Direkt zum Inhalt

15. Februar 2012

Seminar

Misery as a stepping stone: How and why armed conflicts and natural disasters accelerate diplomats' careers
Leibniz Seminar für Arbeitsmarktforschung (BeNA)

Termin

15. Februar 2012
6.30 - 8.00 pm

Ort

Humboldt Universität Berlin
Raum 21b
Spandauer Str. 1
10178 Berlin

Sprecher*innen

Klaus Brösamle (Hertie School)

Abstract: This paper formally derives and tests hypotheses on how exogenous events impact the career advancement of British diplomats. On the basis of a novel panel dataset spanning 40 years (1966-2005) of 342 British diplomats' career progression, it tests the prediction that the occurrence of major natural disasters and incidents of unanticipated armed conflict outbreak in diplomats' host countries should causally enhance their subsequent promotion chances. The results are generally affirmative, in particular for promotions to higher rank levels.
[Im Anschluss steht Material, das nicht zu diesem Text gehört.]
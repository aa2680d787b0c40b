//! # Canonica
//!
//! Canonicalization of finite words over non-commuting operator alphabets.
//!
//! Given an alphabet size and a list of algebraic equations between words,
//! canonica orients the equations into shortlex-decreasing rewrite rules,
//! runs bounded Knuth-Bendix completion to resolve critical pairs, and
//! then reduces arbitrary words to a unique canonical representative.
//!
//! ## Features
//!
//! - **Order-Preserving Hashing**: one `u64` carries a word's identity and
//!   its shortlex rank
//! - **Guaranteed Termination**: every rule points strictly downhill, so
//!   reducing any finite word always halts
//! - **Honest Completion**: convergence, iteration truncation, and length
//!   truncation are reported as distinct outcomes
//! - **Dense Catalogs**: every word up to a length, shortlex-ordered, with
//!   stable contiguous indices for symbol tables
//!
//! ## Quick Start
//!
//! ```rust
//! use canonica::prelude::*;
//!
//! // ab = a and ba = b over a two-operator alphabet.
//! let mut book = RuleBook::new(2, &[(&[0, 1], &[0]), (&[1, 0], &[1])]).unwrap();
//! let outcome = book.complete(&CompletionConfig::default());
//! assert!(outcome.is_confluent());
//!
//! // Completion derived that both operators are idempotent.
//! let canonical = book.reduce_operators(&[0, 1, 1, 0]).unwrap();
//! assert_eq!(canonical.operators(), &[0]);
//! ```

#![warn(missing_docs)]
#![warn(clippy::all)]
#![warn(clippy::pedantic)]

pub use canonica_catalog as catalog;
pub use canonica_core as core;
pub use canonica_rewrite as rewrite;

/// Prelude module for convenient imports.
pub mod prelude {
    pub use canonica_catalog::{CatalogError, WordCatalog};
    pub use canonica_core::{
        ConjugationMode, HashedWord, OperatorId, ShortlexHasher, WordError,
    };
    pub use canonica_rewrite::{
        CanonicalCache, CompletionConfig, CompletionOutcome, CompletionStatus, RuleBook,
        SubstitutionRule,
    };
}
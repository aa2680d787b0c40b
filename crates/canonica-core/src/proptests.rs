//! Property-based tests for hashing, matching, and conjugation.

#[cfg(test)]
mod tests {
    use std::cmp::Ordering;

    use proptest::prelude::*;

    use crate::conjugate::ConjugationMode;
    use crate::hasher::ShortlexHasher;
    use crate::word::{HashedWord, OperatorId};

    const RADIX: u32 = 3;

    // Strategy for words comfortably inside the hashable bound
    fn small_word() -> impl Strategy<Value = Vec<OperatorId>> {
        proptest::collection::vec(0..RADIX, 0..12)
    }

    // Shortlex comparison written out directly, as the reference
    fn shortlex_reference(a: &[OperatorId], b: &[OperatorId]) -> Ordering {
        a.len().cmp(&b.len()).then_with(|| a.cmp(b))
    }

    proptest! {
        #[test]
        fn hash_preserves_shortlex_order(a in small_word(), b in small_word()) {
            let hasher = ShortlexHasher::new(RADIX);
            let wa = HashedWord::new(&a, &hasher).unwrap();
            let wb = HashedWord::new(&b, &hasher).unwrap();
            prop_assert_eq!(wa.hash().cmp(&wb.hash()), shortlex_reference(&a, &b));
        }

        #[test]
        fn compare_agrees_with_reference(a in small_word(), b in small_word()) {
            let hasher = ShortlexHasher::new(RADIX);
            prop_assert_eq!(hasher.compare(&a, &b), shortlex_reference(&a, &b));
        }

        #[test]
        fn hash_is_injective_on_distinct_words(a in small_word(), b in small_word()) {
            let hasher = ShortlexHasher::new(RADIX);
            if a != b {
                prop_assert_ne!(hasher.hash(&a), hasher.hash(&b));
            }
        }

        #[test]
        fn matches_anywhere_agrees_with_naive_scan(
            pattern in proptest::collection::vec(0..RADIX, 1..5),
            range in small_word(),
        ) {
            let hasher = ShortlexHasher::new(RADIX);
            let needle = HashedWord::new(&pattern, &hasher).unwrap();
            let naive = if pattern.len() > range.len() {
                None
            } else {
                (0..=range.len() - pattern.len())
                    .find(|&at| range[at..at + pattern.len()] == pattern[..])
            };
            prop_assert_eq!(needle.matches_anywhere(&range), naive);
        }

        #[test]
        fn overlap_is_the_longest_coincidence(
            a in proptest::collection::vec(0..RADIX, 0..8),
            b in proptest::collection::vec(0..RADIX, 0..8),
        ) {
            let hasher = ShortlexHasher::new(RADIX);
            let wa = HashedWord::new(&a, &hasher).unwrap();
            let wb = HashedWord::new(&b, &hasher).unwrap();
            let k = wa.suffix_prefix_overlap(&wb);

            prop_assert!(k <= a.len().min(b.len()));
            prop_assert_eq!(&a[a.len() - k..], &b[..k]);
            // No longer coincidence may exist
            for longer in (k + 1)..=a.len().min(b.len()) {
                prop_assert_ne!(&a[a.len() - longer..], &b[..longer]);
            }
        }

        #[test]
        fn every_word_overlaps_itself_fully(a in small_word()) {
            let hasher = ShortlexHasher::new(RADIX);
            let w = HashedWord::new(&a, &hasher).unwrap();
            prop_assert_eq!(w.suffix_prefix_overlap(&w), a.len());
        }

        #[test]
        fn conjugation_is_an_involution(a in proptest::collection::vec(0..4u32, 0..10)) {
            let hasher = ShortlexHasher::new(4);
            let w = HashedWord::new(&a, &hasher).unwrap();
            for mode in [
                ConjugationMode::SelfAdjoint,
                ConjugationMode::Bunched,
                ConjugationMode::Interleaved,
            ] {
                prop_assert_eq!(w.conjugate(mode, &hasher).conjugate(mode, &hasher), w.clone());
            }
        }

        #[test]
        fn conjugation_preserves_length(a in proptest::collection::vec(0..4u32, 0..10)) {
            let hasher = ShortlexHasher::new(4);
            let w = HashedWord::new(&a, &hasher).unwrap();
            let conj = w.conjugate(ConjugationMode::Interleaved, &hasher);
            prop_assert_eq!(conj.len(), w.len());
        }
    }
}
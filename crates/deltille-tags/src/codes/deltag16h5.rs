//! DelTag 16h5, minimum Hamming distance 5.

#[rustfmt::skip]
pub const DELTAG_16H5: [u64; 34] = [
    0x24d6, 0x2a9b, 0x3625, 0x3bea, 0x41af, 0x4d39,
    0x58c3, 0x5e88, 0x644d, 0x86eb, 0xa989, 0xbad8,
    0xd7b1, 0xeec5, 0x1ced, 0x8a8c, 0xca03, 0xf266,
    0x74f5, 0x1c46, 0x2d95, 0x4a6e, 0x25ac, 0x7b90,
    0x796c, 0x6628, 0x974a, 0x6433, 0x8f76, 0xf46b,
    0xe6bd, 0xb491, 0x8c5d, 0x1d8b,
];
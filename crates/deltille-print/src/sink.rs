//! Output-agnostic drawing interface.

use geo::{MultiPolygon, Polygon};

/// Fill colour of a region. Boards are strictly black and white.
#[derive(Clone, Copy, Debug, PartialEq, Eq, Hash)]
pub enum Color {
    Black,
    White,
}

impl Color {
    /// 8-bit grey level.
    #[inline]
    pub fn luma(self) -> u8 {
        match self {
            Color::Black => 0,
            Color::White => 255,
        }
    }

    /// CSS/SVG colour literal.
    #[inline]
    pub fn hex(self) -> &'static str {
        match self {
            Color::Black => "#000000",
            Color::White => "#ffffff",
        }
    }
}

/// Something that can paint filled regions (an SVG page, a raster image, ...).
pub trait RegionSink {
    /// Paint every polygon of `region` with `fill`, then its holes with `hole`
    /// when given. Holes are left untouched when `hole` is `None`.
    fn fill_region(&mut self, region: &MultiPolygon<f64>, fill: Color, hole: Option<Color>);
}

/// Polygons of `region` that have an exterior ring; empty ones are logged and skipped.
pub(crate) fn drawable_parts(region: &MultiPolygon<f64>) -> impl Iterator<Item = &Polygon<f64>> {
    region.0.iter().filter(|poly| {
        if poly.exterior().0.is_empty() {
            log::warn!("skipping polygon with an empty exterior");
            false
        } else {
            true
        }
    })
}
The paper goes on to differentiate between two mechanisms that could drive the positive link: 1) crises may 'reveal' the so far unknown ability of affected diplomats and, if diplomats are on average sufficiently able, the positive empirical relationship between crises and promotion obtains (the talent revelation mechanism); 2) crises may provide 'training' so that when dealing with disasters or conflicts diplomats gain experience that makes them promotable in the future (the experience mechanism). When testing competing predictions derived from formalising these two mechanisms, the evidence from natural disasters clearly suggests that the experience effect drives the positive link. The results from analyzing armed conflict outbreak point in the same direction but they are not as unambiguous.